----- DATA UNDER STUDY -----

// TOMO: Network Loss Tomography Simulation with Bernoulli Losses
// Copyright (C) 2024-2025 Roland Schmid <roschmi@ethz.ch> and Tibor Schneider <sctibor@ethz.ch>
//
// This program is free software: you can redistribute it and/or modify
// it under the terms of the GNU General Public License as published by
// the Free Software Foundation, either version 3 of the License, or
// (at your option) any later version.
//
// This program is distributed in the hope that it will be useful,
// but WITHOUT ANY WARRANTY; without even the implied warranty of
// MERCHANTABILITY or FITNESS FOR A PARTICULAR PURPOSE.  See the
// GNU General Public License for more details.
//
// You should have received a copy of the GNU General Public License
// along with this program.  If not, see <http://www.gnu.org/licenses/>.
//! Accumulated results of a run, owned by the simulator and handed to the estimator every tick.
use bitvec::prelude::*;
use serde::Serialize;

use crate::{
    estimator::{Estimate, NOT_ESTIMABLE},
    network::Network,
};

/// Estimation series of a single host.
#[derive(Debug, Clone, PartialEq, Serialize)]
pub struct HostSeries {
    /// Name of the host.
    pub name: String,
    /// Estimated path success probability after each tick (tomography only).
    pub y_hat: Vec<f64>,
    /// Latest subtree observation fraction (tomography only).
    pub gamma: f64,
    /// Estimated (tomography) or measured (sdn) drop probability of the incoming link after each
    /// tick.
    pub alpha: Vec<f64>,
}

impl HostSeries {
    fn new(name: impl Into<String>) -> Self {
        Self {
            name: name.into(),
            y_hat: Vec::new(),
            gamma: NOT_ESTIMABLE,
            alpha: Vec::new(),
        }
    }
}

/// State of a run that outlives single ticks: the per-host series (in heap order) and the raw
/// observations at the receivers.
#[derive(Debug, Clone)]
pub struct SimulationState {
    series: Vec<HostSeries>,
    /// One bit per receiver and tick, set if the receiver got the probe.
    observations: Vec<BitVec>,
}

impl SimulationState {
    pub fn new(network: &Network) -> Self {
        Self {
            series: network
                .hosts()
                .iter()
                .map(|h| HostSeries::new(h.name()))
                .collect(),
            observations: Vec::new(),
        }
    }

    /// Series of all hosts, in heap order.
    pub fn series(&self) -> &[HostSeries] {
        &self.series
    }

    pub fn series_of(&self, name: &str) -> Option<&HostSeries> {
        self.series.iter().find(|s| s.name == name)
    }

    pub(crate) fn series_mut(&mut self, host: usize) -> &mut HostSeries {
        &mut self.series[host]
    }

    /// Append a tomography estimate to the series of `host`.
    pub(crate) fn record(&mut self, host: usize, estimate: Estimate) {
        let series = &mut self.series[host];
        series.y_hat.push(estimate.y_hat);
        series.gamma = estimate.gamma;
        series.alpha.push(estimate.alpha_hat);
    }

    /// Store which receivers got the probe of the tick that just completed.
    pub(crate) fn observe(&mut self, network: &Network) {
        let received = network
            .receivers()
            .map(|i| network.host(i).has_received())
            .collect();
        self.observations.push(received);
    }

    /// Receiver observations of every completed tick. Bit `j` corresponds to `receiver_{j+1}`.
    pub fn observations(&self) -> &[BitVec] {
        &self.observations
    }

    /// Number of completed ticks.
    pub fn ticks(&self) -> usize {
        self.observations.len()
    }
}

-----

- _ASSIGNED TASK_: Transcribe the entries above exactly.

- _THE COMPLETED TASK_:
// TOMO: Network Loss Tomography Simulation with Bernoulli Losses
// Copyright (C) 2024-2025 Roland Schmid <roschmi@ethz.ch> and Tibor Schneider <sctibor@ethz.ch>
//
// This program is free software: you can redistribute it and/or modify
// it under the terms of the GNU General Public License as published by
// the Free Software Foundation, either version 3 of the License, or
// (at your option) any later version.
//
// This program is distributed in the hope that it will be useful,
// but WITHOUT ANY WARRANTY; without even the implied warranty of
// MERCHANTABILITY or FITNESS FOR A PARTICULAR PURPOSE.  See the
// GNU General Public License for more details.
//
// You should have received a copy of the GNU General Public License
// along with this program.  If not, see <http://www.gnu.org/licenses/>.
//! Accumulated results of a run, owned by the simulator and handed to the estimator every tick.
use bitvec::prelude::*;
use serde::Serialize;

use crate::{
    estimator::{Estimate, NOT_ESTIMABLE},
    network::Network,
};

/// Estimation series of a single host.
#[derive(Debug, Clone, PartialEq, Serialize)]
pub struct HostSeries {
    /// Name of the host.
    pub name: String,
    /// Estimated path success probability after each tick (tomography only).
    pub y_hat: Vec<f64>,
    /// Latest subtree observation fraction (tomography only).
    pub gamma: f64,
    /// Estimated (tomography) or measured (sdn) drop probability of the incoming link after each
    /// tick.
    pub alpha: Vec<f64>,
}

impl HostSeries {
    fn new(name: impl Into<String>) -> Self {
        Self {
            name: name.into(),
            y_hat: Vec::new(),
            gamma: NOT_ESTIMABLE,
            alpha: Vec::new(),
        }
    }
}

/// State of a run that outlives single ticks: the per-host series (in heap order) and the raw
/// observations at the receivers.
#[derive(Debug, Clone)]
pub struct SimulationState {
    series: Vec<HostSeries>,
    /// One bit per receiver and tick, set if the receiver got the probe.
    observations: Vec<BitVec>,
}

impl SimulationState {
    pub fn new(network: &Network) -> Self {
        Self {
            series: network
                .hosts()
                .iter()
                .map(|h| HostSeries::new(h.name()))
                .collect(),
            observations: Vec::new(),
        }
    }

    /// Series of all hosts, in heap order.
    pub fn series(&self) -> &[HostSeries] {
        &self.series
    }

    pub fn series_of(&self, name: &str) -> Option<&HostSeries> {
        self.series.iter().find(|s| s.name == name)
    }

    pub(crate) fn series_mut(&mut self, host: usize) -> &mut HostSeries {
        &mut self.series[host]
    }

    /// Append a tomography estimate to the series of `host`.
    pub(crate) fn record(&mut self, host: usize, estimate: Estimate) {
        let series = &mut self.series[host];
        series.y_hat.push(estimate.y_hat);
        series.gamma = estimate.gamma;
        series.alpha.push(estimate.alpha_hat);
    }

    /// Store which receivers got the probe of the tick that just completed.
    pub(crate) fn observe(&mut self, network: &Network) {
        let received = network
            .receivers()
            .map(|i| network.host(i).has_received())
            .collect();
        self.observations.push(received);
    }

    /// Receiver observations of every completed tick. Bit `j` corresponds to `receiver_{j+1}`.
    pub fn observations(&self) -> &[BitVec] {
        &self.observations
    }

    /// Number of completed ticks.
    pub fn ticks(&self) -> usize {
        self.observations.len()
    }
}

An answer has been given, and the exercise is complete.